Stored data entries
———

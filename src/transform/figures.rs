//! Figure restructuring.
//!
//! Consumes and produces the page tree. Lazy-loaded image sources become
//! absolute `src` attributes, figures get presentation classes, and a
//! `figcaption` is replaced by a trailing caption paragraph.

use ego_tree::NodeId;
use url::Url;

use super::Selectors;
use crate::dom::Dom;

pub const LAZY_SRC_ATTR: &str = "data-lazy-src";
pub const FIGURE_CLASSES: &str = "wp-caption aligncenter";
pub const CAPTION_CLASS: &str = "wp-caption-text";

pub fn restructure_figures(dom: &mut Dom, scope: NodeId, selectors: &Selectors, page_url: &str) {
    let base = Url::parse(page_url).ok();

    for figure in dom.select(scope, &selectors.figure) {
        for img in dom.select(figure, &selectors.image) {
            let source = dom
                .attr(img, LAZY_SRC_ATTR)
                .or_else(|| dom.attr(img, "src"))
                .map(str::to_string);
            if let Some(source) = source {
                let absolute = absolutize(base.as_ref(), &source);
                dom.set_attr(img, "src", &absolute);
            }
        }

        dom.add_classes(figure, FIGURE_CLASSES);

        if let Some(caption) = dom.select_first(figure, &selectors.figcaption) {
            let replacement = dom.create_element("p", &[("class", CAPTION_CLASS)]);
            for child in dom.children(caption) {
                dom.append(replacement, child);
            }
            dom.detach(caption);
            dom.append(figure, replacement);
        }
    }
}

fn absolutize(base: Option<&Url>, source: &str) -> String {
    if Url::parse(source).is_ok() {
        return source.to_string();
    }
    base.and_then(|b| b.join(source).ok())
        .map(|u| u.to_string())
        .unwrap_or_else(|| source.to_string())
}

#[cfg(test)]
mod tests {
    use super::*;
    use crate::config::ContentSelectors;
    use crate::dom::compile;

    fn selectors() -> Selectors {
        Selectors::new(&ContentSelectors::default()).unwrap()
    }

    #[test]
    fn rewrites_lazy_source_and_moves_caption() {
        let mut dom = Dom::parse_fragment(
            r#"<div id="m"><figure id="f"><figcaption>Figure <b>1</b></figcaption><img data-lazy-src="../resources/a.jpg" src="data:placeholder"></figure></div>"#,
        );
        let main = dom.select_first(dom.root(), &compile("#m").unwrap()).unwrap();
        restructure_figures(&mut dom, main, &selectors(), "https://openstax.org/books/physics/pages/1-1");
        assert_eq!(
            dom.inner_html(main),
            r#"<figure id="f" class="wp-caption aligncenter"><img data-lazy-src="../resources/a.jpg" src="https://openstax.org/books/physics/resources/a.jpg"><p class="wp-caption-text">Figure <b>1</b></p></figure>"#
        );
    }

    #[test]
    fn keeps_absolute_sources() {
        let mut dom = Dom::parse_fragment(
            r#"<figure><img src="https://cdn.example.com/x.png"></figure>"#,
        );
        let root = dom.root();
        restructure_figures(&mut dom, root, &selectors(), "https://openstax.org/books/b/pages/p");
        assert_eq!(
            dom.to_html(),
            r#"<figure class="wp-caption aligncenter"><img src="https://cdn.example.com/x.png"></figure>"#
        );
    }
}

———

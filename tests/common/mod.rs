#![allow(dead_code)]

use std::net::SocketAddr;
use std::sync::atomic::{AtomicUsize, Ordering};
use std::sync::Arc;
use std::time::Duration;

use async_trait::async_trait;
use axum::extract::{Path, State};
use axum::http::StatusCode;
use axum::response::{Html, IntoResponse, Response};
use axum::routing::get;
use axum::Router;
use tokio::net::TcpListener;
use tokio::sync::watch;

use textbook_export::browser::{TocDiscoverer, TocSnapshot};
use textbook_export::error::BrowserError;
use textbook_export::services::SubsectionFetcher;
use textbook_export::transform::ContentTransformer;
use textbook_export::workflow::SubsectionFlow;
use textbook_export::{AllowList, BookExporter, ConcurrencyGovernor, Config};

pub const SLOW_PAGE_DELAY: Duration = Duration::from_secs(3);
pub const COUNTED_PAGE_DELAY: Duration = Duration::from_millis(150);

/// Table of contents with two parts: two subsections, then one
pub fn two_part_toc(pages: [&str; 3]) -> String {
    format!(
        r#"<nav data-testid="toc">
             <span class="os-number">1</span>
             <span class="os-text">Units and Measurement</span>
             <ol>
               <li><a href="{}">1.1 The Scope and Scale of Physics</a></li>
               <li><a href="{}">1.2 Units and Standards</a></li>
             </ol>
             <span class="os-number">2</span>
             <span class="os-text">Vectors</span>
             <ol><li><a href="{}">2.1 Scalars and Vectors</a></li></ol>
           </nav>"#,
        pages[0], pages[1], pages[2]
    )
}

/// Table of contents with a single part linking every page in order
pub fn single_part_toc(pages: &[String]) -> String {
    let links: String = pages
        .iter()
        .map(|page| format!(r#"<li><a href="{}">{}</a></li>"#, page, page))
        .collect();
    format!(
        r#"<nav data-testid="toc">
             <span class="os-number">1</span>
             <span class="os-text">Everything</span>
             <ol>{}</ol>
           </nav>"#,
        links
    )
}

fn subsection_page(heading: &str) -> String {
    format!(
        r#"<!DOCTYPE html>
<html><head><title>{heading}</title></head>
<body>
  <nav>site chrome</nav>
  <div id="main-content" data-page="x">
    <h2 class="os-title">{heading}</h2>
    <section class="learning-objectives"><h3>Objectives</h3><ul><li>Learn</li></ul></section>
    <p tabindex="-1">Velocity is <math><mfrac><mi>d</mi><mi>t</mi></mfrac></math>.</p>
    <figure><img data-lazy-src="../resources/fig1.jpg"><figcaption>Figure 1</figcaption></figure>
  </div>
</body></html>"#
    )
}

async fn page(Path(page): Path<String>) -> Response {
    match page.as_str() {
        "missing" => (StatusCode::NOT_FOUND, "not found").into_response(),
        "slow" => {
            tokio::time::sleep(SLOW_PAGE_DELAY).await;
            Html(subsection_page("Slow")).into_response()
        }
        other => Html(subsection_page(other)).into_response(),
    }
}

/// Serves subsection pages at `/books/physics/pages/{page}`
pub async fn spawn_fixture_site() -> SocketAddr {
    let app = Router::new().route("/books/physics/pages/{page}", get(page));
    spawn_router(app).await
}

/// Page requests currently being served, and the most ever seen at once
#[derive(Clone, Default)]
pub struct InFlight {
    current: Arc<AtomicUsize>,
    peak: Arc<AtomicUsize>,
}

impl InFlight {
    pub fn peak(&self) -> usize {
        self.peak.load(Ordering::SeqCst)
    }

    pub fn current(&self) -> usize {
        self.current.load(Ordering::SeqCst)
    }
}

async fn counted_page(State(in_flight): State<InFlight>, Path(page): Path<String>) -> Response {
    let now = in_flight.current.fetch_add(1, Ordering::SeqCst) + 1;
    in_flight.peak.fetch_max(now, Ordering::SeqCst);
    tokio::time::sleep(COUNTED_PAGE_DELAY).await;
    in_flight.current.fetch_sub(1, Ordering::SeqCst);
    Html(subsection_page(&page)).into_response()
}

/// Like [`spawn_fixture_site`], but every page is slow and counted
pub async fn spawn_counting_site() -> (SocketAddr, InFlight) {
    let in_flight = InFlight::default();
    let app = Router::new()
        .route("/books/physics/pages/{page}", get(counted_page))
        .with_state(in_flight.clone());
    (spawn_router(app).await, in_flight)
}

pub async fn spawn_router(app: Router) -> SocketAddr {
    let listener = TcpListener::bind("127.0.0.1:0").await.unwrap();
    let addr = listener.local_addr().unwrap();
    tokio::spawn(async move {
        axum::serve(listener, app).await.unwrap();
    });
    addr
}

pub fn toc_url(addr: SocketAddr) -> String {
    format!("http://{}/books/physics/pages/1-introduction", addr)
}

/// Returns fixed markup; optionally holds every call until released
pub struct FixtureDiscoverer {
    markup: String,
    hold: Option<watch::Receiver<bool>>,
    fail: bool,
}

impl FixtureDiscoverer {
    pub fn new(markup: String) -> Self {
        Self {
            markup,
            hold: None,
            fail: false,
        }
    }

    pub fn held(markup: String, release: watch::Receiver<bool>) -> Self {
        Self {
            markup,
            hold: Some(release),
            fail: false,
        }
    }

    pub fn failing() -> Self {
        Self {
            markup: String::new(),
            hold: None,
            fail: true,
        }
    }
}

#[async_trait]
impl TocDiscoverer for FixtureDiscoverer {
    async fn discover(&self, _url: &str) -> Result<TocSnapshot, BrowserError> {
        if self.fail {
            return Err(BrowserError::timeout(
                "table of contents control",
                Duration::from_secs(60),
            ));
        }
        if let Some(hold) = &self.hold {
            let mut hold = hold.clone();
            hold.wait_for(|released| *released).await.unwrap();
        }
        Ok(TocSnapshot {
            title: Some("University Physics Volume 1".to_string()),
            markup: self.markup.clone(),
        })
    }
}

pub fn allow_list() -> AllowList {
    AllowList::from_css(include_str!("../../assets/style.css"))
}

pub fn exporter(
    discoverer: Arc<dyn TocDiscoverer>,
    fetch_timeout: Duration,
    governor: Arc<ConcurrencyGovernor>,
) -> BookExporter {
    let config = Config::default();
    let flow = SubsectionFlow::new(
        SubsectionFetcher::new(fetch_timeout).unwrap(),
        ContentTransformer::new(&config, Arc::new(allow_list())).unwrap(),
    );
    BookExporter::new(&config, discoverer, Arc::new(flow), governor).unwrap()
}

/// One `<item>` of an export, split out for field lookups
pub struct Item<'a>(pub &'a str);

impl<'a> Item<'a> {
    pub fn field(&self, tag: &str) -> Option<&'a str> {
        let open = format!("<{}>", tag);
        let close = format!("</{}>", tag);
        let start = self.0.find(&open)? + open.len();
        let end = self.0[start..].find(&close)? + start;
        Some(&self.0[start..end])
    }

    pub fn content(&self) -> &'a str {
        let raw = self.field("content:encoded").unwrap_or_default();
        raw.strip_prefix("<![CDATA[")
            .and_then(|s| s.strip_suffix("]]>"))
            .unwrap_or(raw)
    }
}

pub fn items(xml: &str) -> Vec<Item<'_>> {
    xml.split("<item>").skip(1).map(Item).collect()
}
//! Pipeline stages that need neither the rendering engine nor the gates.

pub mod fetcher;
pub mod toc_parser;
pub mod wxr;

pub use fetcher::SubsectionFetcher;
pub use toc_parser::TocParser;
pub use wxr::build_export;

———

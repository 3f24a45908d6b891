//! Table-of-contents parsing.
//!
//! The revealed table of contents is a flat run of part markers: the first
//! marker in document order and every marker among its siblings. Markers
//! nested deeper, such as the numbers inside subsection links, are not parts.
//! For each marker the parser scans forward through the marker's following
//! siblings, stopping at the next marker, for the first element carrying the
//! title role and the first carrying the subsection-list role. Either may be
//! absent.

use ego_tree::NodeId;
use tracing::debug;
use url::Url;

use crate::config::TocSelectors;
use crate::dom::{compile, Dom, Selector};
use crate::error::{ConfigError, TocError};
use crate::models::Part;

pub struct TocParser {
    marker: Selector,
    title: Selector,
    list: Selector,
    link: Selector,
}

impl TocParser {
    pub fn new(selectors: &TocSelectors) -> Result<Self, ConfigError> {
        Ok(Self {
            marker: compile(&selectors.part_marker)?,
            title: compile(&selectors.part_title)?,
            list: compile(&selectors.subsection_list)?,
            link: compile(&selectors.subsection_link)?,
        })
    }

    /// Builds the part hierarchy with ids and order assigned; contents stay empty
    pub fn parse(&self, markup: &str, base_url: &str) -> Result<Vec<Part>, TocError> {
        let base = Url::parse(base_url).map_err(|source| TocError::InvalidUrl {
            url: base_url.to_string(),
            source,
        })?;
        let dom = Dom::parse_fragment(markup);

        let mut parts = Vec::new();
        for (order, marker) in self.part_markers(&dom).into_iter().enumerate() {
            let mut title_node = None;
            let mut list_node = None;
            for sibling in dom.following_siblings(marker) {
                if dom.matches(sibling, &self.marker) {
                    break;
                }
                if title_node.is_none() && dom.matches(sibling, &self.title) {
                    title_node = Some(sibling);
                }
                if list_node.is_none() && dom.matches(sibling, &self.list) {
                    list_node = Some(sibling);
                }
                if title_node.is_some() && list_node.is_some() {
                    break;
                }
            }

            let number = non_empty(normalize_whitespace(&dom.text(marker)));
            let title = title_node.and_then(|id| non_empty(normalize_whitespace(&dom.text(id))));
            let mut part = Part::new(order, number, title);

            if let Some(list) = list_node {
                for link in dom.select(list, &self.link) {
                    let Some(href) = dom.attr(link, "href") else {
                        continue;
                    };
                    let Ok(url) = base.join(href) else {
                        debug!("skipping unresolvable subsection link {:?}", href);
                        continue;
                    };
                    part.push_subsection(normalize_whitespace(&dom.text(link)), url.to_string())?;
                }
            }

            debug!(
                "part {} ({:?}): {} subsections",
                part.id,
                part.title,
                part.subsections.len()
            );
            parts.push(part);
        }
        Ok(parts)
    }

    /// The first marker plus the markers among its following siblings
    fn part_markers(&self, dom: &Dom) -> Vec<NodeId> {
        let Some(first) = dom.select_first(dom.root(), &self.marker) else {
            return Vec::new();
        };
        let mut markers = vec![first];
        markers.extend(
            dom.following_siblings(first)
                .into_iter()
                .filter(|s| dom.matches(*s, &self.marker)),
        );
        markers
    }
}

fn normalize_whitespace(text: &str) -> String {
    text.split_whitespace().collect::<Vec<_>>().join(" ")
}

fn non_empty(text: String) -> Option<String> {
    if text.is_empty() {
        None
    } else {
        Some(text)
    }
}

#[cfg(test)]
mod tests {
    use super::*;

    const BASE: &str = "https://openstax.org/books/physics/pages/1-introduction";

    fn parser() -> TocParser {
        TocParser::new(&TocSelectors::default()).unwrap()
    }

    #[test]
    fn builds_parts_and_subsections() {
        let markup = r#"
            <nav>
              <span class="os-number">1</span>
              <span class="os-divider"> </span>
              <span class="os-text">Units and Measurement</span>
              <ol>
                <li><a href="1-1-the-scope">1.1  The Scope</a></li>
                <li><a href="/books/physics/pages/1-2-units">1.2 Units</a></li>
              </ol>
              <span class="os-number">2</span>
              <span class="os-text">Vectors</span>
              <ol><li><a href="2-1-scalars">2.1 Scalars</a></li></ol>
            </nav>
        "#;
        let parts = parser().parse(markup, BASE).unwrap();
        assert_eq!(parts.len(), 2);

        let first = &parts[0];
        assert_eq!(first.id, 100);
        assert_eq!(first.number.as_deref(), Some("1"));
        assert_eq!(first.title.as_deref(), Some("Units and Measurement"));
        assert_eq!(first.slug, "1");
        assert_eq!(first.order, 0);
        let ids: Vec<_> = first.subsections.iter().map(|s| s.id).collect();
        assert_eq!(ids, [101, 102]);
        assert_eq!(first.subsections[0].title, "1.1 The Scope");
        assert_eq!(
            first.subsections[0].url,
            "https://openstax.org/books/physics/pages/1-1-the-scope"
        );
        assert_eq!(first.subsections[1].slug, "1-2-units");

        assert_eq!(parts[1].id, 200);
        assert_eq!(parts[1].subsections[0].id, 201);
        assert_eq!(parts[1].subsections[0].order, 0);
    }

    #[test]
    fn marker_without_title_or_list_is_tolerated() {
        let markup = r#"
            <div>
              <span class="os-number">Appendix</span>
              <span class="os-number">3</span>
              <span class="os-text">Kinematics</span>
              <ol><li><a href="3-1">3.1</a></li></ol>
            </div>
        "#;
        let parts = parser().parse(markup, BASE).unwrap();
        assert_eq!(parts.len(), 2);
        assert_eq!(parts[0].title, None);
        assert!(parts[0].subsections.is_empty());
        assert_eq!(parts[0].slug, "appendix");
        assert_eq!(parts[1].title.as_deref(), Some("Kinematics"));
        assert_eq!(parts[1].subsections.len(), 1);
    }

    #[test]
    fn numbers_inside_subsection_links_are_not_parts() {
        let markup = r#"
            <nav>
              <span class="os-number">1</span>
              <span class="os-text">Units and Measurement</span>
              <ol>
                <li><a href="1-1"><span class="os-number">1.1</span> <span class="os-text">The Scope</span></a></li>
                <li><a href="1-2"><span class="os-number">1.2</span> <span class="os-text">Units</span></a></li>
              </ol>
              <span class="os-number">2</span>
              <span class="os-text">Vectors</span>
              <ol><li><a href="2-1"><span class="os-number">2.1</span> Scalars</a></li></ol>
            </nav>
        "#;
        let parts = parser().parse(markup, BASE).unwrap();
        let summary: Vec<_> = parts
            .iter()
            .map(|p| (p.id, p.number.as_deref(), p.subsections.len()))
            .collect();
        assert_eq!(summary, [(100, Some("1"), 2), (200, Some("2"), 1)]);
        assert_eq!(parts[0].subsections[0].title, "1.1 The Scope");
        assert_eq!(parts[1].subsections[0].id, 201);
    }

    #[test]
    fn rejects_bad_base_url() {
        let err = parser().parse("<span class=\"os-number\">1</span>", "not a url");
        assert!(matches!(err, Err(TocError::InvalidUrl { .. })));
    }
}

———

Directions = Whenever "join" occurs in a line of the entries, copy that line.

Completed exercise =
    base.and_then(|b| b.join(source).ok())
                    let Ok(url) = base.join(href) else {
    text.split_whitespace().collect::<Vec<_>>().join(" ")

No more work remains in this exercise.